Exercise aim: The answer must be a single number: the count of lines in these records that hold "place".

---------- Raw data

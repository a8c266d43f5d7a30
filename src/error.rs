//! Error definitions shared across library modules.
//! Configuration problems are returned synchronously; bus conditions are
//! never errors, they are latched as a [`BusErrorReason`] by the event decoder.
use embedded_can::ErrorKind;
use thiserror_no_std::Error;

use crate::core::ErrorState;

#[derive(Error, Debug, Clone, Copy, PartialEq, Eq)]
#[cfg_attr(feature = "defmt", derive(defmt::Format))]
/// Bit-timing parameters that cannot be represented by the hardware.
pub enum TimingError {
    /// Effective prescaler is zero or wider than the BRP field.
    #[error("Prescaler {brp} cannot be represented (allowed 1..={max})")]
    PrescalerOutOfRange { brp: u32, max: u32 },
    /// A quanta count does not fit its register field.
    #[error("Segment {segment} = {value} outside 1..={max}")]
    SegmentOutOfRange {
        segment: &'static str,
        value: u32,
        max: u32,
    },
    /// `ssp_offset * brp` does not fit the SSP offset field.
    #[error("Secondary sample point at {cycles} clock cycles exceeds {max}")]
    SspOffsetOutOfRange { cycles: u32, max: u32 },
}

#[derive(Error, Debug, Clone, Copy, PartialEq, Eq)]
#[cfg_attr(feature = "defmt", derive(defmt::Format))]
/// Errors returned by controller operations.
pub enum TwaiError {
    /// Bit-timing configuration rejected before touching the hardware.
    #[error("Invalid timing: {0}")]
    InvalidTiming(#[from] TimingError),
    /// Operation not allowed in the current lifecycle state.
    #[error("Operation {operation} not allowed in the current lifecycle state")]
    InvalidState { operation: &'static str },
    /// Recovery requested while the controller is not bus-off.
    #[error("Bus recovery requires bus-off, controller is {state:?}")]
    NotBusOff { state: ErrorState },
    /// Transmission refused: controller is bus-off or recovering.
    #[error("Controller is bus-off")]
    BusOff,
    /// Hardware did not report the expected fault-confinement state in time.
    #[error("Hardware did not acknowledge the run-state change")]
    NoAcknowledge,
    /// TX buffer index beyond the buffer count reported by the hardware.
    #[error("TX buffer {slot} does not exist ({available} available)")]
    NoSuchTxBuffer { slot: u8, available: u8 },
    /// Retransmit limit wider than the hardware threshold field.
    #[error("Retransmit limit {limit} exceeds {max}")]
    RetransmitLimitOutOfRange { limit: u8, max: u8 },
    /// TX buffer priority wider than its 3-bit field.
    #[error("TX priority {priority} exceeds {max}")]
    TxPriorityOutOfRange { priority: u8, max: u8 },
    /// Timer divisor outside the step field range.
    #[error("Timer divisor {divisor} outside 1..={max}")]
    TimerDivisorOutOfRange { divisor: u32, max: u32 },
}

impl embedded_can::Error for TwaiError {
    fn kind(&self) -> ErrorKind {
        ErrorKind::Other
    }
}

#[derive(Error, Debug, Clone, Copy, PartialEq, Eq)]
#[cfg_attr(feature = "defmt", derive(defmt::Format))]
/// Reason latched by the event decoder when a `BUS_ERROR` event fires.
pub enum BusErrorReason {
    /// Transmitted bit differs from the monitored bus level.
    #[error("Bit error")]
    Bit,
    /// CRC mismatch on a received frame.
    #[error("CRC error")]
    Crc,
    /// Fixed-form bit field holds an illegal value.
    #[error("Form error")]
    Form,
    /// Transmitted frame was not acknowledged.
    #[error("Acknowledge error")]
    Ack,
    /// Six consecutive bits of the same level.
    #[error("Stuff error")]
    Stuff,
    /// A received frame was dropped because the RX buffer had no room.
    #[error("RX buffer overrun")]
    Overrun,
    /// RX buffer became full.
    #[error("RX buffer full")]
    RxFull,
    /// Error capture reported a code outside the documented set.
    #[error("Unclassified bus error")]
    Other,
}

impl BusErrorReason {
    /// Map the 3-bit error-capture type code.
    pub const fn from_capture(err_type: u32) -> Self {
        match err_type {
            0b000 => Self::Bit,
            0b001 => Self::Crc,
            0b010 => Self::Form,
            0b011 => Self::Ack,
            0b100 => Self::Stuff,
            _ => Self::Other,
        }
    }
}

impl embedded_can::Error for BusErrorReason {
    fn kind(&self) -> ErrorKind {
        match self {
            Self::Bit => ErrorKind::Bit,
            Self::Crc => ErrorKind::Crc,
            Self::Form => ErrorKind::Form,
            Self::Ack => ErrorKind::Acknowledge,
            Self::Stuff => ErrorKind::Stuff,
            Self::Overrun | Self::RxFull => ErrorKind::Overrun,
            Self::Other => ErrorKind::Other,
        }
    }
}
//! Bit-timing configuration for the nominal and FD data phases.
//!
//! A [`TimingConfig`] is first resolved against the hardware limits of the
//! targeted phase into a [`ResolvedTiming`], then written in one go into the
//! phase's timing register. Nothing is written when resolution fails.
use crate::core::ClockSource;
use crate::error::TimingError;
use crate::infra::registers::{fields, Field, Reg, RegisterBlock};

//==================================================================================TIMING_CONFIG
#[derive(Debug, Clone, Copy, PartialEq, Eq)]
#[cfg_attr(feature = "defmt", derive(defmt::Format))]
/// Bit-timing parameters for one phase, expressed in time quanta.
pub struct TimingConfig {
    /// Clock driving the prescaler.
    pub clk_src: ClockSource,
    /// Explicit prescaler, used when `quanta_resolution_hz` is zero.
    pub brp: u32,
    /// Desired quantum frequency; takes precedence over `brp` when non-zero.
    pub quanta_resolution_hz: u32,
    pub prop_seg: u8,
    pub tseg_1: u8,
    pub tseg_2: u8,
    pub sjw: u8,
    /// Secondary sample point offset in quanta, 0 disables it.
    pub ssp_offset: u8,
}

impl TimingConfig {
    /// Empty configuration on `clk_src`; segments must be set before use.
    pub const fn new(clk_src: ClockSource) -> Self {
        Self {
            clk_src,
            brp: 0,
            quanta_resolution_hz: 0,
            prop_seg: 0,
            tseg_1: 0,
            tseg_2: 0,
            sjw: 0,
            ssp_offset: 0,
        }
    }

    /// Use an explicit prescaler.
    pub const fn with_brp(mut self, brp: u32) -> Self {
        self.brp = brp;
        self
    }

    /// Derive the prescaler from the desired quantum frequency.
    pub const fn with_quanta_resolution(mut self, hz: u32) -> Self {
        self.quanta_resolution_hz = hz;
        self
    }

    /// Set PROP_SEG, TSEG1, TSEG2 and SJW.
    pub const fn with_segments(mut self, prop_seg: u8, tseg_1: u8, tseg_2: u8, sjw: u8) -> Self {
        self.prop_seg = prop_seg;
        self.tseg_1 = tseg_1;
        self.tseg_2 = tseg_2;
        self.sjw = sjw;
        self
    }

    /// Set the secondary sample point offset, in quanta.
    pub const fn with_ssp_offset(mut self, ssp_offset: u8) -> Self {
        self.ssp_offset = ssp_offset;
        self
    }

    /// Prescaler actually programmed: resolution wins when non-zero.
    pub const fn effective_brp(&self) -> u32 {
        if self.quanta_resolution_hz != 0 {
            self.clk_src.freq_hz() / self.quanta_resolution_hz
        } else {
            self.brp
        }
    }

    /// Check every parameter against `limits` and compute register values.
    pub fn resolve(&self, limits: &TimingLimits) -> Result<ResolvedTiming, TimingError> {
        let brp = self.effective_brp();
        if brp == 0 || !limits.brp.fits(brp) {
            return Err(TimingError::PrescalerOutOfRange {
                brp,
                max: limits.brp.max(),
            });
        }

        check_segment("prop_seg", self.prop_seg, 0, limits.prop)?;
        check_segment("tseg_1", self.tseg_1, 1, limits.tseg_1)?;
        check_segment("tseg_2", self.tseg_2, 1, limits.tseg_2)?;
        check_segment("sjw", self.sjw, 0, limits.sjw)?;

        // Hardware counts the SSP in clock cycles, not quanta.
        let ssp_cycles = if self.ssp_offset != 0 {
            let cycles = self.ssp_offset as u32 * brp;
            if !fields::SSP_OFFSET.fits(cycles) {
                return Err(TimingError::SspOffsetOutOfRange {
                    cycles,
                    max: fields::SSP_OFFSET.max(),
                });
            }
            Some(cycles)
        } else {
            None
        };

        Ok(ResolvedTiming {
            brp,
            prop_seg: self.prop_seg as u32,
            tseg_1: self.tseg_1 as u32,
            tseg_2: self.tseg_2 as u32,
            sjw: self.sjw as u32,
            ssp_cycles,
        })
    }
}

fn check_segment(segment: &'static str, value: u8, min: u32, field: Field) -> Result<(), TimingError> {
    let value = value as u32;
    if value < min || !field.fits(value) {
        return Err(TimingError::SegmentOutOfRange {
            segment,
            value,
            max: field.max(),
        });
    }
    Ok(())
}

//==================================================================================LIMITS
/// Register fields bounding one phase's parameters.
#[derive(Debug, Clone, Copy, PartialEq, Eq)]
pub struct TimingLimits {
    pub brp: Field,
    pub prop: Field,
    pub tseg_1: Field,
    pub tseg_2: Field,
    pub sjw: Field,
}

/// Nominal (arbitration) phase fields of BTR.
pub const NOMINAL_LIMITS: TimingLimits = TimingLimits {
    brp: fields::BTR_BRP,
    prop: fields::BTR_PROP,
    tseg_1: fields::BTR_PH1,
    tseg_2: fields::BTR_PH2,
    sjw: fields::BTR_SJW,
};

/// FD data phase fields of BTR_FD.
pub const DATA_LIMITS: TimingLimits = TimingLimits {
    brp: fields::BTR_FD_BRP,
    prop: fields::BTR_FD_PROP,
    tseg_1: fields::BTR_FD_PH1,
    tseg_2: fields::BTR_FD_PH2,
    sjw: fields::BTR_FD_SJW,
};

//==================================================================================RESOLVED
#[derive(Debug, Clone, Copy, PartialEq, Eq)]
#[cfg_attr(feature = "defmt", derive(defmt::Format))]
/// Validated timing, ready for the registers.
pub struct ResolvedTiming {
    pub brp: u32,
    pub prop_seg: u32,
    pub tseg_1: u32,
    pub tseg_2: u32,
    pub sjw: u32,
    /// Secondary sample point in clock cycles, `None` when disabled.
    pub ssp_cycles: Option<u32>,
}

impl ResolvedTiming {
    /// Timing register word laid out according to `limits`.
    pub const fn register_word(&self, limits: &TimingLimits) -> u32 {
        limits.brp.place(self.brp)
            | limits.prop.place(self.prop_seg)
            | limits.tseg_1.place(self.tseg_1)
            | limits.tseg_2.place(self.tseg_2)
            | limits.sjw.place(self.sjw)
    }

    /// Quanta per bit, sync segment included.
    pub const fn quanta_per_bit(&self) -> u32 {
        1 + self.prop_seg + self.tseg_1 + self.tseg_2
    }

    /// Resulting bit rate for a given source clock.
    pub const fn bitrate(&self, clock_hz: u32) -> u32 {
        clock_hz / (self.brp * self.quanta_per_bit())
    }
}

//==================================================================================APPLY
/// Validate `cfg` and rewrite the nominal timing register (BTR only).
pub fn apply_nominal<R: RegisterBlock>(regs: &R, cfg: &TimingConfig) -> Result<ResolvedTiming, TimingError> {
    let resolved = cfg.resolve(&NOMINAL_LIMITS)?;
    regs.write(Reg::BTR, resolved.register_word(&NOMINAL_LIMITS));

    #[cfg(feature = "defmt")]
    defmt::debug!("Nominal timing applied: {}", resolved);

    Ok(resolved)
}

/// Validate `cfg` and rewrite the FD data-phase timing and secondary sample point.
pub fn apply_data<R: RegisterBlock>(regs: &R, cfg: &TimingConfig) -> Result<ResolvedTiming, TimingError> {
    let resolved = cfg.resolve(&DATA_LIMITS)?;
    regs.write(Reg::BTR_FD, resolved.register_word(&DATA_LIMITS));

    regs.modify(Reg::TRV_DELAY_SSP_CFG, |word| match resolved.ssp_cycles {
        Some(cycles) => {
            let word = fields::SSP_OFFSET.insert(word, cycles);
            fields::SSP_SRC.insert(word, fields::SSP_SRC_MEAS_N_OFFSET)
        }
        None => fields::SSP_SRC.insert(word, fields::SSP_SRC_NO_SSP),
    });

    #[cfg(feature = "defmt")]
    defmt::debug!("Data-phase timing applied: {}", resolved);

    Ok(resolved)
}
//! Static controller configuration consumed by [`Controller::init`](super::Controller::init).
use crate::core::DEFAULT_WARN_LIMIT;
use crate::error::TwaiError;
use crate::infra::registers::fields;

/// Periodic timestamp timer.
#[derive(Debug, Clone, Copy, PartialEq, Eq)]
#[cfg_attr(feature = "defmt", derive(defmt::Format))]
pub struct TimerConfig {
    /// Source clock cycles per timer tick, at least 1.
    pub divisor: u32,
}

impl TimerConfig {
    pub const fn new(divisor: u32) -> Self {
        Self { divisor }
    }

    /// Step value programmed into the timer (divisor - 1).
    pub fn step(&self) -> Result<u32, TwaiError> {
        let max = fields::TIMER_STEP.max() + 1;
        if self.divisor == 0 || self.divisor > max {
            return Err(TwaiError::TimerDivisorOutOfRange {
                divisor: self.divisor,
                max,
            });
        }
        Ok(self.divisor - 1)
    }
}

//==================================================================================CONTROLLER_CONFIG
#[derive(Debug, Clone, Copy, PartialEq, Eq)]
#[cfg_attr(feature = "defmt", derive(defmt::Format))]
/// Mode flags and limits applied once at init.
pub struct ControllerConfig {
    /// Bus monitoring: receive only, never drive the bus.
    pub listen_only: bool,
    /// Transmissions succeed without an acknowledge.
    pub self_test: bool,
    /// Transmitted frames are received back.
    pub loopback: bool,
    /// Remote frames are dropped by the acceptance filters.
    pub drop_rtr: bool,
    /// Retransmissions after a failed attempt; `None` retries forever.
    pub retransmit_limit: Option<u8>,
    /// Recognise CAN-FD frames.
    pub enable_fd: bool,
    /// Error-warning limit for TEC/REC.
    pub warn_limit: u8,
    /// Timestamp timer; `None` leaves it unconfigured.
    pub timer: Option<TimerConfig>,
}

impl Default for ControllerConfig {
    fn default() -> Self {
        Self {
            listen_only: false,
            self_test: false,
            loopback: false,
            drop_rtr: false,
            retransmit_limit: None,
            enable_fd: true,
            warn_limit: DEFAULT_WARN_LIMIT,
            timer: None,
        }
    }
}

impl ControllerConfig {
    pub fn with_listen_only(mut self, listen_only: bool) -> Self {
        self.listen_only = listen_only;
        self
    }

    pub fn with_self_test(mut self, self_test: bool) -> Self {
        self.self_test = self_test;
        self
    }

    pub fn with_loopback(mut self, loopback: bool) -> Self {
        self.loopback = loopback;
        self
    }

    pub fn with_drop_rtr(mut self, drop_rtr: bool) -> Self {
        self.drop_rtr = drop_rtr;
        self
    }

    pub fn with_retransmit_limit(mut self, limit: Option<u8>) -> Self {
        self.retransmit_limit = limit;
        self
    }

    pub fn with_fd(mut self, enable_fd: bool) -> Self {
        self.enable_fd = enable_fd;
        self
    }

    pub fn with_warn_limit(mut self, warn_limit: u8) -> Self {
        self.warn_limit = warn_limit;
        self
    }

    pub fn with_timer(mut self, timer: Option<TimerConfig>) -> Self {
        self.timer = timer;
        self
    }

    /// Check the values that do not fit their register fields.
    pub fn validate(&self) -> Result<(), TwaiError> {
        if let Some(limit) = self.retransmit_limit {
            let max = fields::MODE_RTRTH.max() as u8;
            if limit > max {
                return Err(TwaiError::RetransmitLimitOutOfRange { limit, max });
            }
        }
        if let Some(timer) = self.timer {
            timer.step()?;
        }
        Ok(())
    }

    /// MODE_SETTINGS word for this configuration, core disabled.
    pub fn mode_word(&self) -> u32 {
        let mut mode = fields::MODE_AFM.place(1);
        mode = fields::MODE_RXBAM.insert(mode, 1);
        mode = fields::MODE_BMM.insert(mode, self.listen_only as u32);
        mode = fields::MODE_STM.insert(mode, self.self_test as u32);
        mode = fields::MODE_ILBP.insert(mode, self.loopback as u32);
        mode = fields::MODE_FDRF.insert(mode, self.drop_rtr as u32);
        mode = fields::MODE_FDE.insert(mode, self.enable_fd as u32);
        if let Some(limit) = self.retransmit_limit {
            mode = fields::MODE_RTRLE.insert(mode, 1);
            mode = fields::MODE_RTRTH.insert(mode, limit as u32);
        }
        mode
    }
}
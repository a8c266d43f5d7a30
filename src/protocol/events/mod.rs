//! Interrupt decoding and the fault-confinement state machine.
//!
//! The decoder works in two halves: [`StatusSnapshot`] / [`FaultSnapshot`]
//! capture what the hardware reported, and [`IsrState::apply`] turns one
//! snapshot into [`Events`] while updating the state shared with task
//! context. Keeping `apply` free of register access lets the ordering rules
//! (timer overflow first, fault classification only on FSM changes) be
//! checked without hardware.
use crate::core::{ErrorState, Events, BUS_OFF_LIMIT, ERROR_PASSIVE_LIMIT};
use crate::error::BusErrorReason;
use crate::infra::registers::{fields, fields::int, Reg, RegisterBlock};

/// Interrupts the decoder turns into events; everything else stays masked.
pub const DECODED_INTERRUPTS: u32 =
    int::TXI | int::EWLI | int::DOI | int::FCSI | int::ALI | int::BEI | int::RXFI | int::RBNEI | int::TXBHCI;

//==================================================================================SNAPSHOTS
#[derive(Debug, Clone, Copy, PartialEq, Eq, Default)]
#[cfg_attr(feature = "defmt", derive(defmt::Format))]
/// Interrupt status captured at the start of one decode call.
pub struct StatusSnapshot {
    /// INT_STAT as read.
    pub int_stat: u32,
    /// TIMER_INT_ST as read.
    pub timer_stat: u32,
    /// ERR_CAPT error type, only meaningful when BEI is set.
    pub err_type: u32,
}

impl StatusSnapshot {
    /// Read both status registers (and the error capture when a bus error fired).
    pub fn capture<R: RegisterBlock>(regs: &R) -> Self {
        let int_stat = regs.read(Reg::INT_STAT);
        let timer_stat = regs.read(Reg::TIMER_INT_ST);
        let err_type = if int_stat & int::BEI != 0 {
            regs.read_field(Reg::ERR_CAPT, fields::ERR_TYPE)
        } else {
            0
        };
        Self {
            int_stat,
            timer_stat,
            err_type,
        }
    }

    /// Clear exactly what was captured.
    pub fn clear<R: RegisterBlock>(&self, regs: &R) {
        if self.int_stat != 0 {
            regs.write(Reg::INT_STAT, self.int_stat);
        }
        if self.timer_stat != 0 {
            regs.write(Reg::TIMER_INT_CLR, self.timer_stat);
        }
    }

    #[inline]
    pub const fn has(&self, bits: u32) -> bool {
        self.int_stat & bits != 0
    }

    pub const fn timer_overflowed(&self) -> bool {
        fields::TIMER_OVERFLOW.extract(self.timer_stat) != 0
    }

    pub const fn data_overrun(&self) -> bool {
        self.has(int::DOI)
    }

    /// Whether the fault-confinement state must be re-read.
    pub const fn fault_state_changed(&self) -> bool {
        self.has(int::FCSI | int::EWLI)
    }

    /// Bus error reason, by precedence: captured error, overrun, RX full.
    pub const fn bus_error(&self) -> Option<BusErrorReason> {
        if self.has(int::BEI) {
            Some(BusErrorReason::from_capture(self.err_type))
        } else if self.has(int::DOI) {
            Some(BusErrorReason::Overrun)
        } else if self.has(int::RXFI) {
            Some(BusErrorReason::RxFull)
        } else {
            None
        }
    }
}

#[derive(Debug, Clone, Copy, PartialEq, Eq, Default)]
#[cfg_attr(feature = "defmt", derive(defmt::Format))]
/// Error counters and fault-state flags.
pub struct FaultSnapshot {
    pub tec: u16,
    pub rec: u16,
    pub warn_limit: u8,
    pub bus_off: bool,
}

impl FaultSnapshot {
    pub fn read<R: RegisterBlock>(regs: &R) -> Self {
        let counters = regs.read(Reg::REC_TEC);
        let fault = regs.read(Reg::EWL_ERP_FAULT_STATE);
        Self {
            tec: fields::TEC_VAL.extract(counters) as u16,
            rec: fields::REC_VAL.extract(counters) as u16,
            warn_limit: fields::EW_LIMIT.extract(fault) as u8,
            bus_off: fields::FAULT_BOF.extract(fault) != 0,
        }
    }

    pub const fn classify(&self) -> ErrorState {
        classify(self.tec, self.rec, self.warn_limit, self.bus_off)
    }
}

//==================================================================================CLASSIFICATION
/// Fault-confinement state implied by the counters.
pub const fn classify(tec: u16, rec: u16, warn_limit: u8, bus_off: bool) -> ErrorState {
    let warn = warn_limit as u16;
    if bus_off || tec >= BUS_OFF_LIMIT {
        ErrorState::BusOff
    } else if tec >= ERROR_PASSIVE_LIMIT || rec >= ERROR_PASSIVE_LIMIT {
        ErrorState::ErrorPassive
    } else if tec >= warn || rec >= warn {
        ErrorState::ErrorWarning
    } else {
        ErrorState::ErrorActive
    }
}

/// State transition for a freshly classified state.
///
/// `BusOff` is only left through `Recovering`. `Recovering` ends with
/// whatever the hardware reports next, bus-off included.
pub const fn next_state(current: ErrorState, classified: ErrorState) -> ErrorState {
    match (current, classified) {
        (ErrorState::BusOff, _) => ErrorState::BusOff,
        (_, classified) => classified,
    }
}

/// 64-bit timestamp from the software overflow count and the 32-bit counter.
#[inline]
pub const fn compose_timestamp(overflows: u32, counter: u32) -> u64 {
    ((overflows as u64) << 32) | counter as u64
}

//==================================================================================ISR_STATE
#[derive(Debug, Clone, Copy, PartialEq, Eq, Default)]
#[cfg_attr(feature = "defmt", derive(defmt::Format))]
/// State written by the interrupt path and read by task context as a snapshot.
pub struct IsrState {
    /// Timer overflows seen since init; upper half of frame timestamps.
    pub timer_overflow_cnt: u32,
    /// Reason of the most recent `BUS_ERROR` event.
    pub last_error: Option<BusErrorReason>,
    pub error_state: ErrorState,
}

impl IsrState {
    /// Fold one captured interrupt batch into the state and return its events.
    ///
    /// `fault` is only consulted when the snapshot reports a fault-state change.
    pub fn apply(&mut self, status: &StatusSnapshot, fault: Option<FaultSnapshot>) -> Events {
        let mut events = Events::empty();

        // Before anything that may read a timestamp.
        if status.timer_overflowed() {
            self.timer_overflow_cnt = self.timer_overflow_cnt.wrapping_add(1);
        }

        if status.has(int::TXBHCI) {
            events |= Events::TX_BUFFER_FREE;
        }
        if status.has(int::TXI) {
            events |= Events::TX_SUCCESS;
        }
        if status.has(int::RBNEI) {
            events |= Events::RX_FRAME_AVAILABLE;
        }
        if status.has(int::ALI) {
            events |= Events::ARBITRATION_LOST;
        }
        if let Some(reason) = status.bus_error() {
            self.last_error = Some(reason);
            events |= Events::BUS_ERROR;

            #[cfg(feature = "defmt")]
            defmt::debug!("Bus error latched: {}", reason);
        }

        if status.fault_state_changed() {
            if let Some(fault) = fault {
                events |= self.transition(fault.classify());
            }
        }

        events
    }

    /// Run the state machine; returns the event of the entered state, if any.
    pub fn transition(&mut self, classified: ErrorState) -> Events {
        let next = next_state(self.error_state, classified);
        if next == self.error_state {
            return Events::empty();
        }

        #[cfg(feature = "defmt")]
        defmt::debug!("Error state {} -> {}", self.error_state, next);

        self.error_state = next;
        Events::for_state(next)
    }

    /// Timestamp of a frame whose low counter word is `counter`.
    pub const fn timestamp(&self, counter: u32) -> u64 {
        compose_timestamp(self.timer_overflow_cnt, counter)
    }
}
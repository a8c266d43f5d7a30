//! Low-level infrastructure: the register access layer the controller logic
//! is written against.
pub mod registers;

--------------------

Task response: 6